Material for this exercise START

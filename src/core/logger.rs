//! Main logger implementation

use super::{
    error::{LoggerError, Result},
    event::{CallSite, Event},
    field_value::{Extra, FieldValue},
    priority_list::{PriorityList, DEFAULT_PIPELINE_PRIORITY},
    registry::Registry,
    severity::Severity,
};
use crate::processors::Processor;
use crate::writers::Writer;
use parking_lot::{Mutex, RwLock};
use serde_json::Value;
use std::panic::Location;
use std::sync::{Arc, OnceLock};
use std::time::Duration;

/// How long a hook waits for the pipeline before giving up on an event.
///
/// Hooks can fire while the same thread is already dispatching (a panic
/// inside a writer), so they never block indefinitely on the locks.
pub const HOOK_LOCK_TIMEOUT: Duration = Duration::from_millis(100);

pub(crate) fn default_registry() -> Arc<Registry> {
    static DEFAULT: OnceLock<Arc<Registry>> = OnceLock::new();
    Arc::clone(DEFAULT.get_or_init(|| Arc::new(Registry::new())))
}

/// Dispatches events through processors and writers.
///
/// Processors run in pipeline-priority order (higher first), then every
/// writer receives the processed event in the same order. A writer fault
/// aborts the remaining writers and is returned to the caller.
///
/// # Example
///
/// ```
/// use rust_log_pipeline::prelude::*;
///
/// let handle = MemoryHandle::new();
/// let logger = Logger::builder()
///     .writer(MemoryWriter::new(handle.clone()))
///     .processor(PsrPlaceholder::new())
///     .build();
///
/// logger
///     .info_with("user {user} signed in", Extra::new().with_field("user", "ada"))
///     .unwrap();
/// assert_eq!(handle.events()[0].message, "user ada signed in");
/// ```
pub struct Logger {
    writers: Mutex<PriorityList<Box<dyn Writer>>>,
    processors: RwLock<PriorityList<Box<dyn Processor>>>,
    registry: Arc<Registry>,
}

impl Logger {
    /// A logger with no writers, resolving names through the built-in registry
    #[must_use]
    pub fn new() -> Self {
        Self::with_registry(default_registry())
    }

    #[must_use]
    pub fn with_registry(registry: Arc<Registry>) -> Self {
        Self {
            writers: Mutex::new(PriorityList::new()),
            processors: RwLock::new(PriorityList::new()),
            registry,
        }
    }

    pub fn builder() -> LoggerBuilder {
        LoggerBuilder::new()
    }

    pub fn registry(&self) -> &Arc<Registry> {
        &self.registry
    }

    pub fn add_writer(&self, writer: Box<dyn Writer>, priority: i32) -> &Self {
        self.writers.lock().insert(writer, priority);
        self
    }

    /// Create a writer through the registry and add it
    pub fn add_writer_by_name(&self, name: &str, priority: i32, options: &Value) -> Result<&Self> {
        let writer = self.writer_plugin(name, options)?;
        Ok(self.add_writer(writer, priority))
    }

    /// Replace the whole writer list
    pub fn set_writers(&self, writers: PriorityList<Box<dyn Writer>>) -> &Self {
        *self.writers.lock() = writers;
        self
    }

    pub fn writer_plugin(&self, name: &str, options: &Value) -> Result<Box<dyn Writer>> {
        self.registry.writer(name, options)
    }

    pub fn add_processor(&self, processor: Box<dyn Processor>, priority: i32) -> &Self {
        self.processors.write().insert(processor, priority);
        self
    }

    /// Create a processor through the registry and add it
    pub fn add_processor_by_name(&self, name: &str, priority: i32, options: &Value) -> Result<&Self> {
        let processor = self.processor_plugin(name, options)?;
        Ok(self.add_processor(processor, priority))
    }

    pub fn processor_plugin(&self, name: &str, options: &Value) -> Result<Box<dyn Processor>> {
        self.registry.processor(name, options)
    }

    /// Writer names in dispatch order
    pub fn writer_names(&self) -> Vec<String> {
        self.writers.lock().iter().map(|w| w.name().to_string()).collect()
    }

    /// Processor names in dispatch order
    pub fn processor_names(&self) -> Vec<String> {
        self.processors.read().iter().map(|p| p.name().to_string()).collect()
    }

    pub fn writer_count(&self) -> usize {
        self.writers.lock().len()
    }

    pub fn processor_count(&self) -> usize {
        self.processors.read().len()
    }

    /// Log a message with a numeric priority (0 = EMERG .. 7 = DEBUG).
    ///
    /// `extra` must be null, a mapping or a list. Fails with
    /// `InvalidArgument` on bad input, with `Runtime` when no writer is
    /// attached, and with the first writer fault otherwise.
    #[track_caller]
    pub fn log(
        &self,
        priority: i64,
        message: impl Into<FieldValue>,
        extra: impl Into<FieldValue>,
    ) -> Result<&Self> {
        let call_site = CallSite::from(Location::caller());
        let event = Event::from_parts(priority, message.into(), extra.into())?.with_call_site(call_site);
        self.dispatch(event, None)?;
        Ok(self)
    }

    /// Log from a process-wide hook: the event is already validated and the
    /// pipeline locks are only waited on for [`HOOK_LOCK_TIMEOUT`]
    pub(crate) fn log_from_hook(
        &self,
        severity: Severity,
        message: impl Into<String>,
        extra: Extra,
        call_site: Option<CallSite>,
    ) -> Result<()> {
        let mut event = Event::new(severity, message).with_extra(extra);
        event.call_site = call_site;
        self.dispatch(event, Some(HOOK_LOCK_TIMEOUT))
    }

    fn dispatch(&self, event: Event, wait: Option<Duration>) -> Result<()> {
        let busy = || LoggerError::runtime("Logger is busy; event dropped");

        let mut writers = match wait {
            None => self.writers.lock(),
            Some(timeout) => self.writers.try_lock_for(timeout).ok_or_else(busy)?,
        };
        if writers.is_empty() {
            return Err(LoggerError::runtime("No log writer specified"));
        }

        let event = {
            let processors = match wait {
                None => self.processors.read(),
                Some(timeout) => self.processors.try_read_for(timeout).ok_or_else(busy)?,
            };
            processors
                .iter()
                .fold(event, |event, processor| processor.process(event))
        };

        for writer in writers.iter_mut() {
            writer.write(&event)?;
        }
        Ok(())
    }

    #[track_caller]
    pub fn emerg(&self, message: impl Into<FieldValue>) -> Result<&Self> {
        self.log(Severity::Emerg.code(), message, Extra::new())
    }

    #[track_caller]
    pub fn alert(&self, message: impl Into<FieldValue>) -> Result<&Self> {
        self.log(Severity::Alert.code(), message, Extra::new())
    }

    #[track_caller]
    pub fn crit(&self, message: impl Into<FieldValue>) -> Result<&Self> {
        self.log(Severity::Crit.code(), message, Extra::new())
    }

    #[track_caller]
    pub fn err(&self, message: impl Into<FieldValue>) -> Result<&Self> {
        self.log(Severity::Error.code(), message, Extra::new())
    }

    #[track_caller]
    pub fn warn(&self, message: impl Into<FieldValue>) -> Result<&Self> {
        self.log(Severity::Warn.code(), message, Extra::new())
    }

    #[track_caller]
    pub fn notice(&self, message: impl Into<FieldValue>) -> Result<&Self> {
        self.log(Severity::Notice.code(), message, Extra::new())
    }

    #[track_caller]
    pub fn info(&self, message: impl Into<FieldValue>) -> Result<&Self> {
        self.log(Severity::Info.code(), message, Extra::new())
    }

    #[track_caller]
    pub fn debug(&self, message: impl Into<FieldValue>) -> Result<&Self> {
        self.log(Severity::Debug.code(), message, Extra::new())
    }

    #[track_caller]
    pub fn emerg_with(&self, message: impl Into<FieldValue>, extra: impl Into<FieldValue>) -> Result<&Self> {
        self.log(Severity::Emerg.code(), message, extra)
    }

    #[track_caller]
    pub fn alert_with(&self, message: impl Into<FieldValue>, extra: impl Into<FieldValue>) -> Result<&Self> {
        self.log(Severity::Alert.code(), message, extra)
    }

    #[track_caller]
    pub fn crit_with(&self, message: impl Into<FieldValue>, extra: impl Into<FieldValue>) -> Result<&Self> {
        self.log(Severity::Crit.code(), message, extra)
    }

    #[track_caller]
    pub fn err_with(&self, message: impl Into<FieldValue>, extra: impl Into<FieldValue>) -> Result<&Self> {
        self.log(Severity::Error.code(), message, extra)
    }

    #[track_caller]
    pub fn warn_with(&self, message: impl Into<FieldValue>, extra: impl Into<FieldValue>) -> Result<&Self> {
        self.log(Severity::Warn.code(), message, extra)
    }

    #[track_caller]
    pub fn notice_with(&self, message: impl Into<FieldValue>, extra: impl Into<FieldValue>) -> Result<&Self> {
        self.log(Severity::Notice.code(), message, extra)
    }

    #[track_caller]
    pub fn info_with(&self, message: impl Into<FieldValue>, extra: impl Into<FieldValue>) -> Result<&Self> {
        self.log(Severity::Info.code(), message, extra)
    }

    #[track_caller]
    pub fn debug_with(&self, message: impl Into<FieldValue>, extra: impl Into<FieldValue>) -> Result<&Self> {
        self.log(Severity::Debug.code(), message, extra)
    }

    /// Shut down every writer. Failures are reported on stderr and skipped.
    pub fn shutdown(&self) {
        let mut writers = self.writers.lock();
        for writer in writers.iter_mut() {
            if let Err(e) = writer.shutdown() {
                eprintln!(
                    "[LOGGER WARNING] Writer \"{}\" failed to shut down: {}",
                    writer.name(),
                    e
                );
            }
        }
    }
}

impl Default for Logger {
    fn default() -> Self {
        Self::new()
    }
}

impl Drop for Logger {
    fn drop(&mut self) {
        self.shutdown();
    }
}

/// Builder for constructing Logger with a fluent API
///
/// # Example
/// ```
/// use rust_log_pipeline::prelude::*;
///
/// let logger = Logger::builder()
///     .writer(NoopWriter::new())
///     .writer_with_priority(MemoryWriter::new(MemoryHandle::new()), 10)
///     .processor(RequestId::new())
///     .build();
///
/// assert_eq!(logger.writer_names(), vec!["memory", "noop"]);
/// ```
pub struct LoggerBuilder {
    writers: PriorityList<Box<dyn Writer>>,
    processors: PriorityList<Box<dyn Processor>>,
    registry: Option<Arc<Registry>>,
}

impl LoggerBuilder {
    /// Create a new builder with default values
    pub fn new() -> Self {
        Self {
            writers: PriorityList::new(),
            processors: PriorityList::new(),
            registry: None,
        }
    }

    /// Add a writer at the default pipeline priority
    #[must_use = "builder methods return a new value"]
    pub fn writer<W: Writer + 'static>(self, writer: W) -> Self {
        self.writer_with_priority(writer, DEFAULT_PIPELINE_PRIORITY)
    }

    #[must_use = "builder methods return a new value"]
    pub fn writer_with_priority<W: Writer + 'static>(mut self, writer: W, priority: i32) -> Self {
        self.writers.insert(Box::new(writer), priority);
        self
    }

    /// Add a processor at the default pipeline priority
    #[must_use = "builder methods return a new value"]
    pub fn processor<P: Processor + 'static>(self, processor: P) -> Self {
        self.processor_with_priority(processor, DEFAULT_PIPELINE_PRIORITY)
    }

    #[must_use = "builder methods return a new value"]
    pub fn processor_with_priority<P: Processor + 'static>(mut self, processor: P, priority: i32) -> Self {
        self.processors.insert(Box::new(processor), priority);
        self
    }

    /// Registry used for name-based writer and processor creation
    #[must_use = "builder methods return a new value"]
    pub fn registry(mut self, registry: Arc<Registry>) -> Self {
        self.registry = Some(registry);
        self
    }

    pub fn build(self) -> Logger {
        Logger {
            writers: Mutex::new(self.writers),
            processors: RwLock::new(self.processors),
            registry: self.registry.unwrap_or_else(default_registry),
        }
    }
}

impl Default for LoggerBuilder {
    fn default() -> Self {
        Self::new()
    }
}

Material for this exercise END

Exercise instructions » Only the lines from the start of the material through the line bearing "use std::time::Duration;" are needed, restated exactly, with both end lines included.

Task solution »
filename src/core/logger.rs
//! Main logger implementation

use super::{
    error::{LoggerError, Result},
    event::{CallSite, Event},
    field_value::{Extra, FieldValue},
    priority_list::{PriorityList, DEFAULT_PIPELINE_PRIORITY},
    registry::Registry,
    severity::Severity,
};
use crate::processors::Processor;
use crate::writers::Writer;
use parking_lot::{Mutex, RwLock};
use serde_json::Value;
use std::panic::Location;
use std::sync::{Arc, OnceLock};
use std::time::Duration;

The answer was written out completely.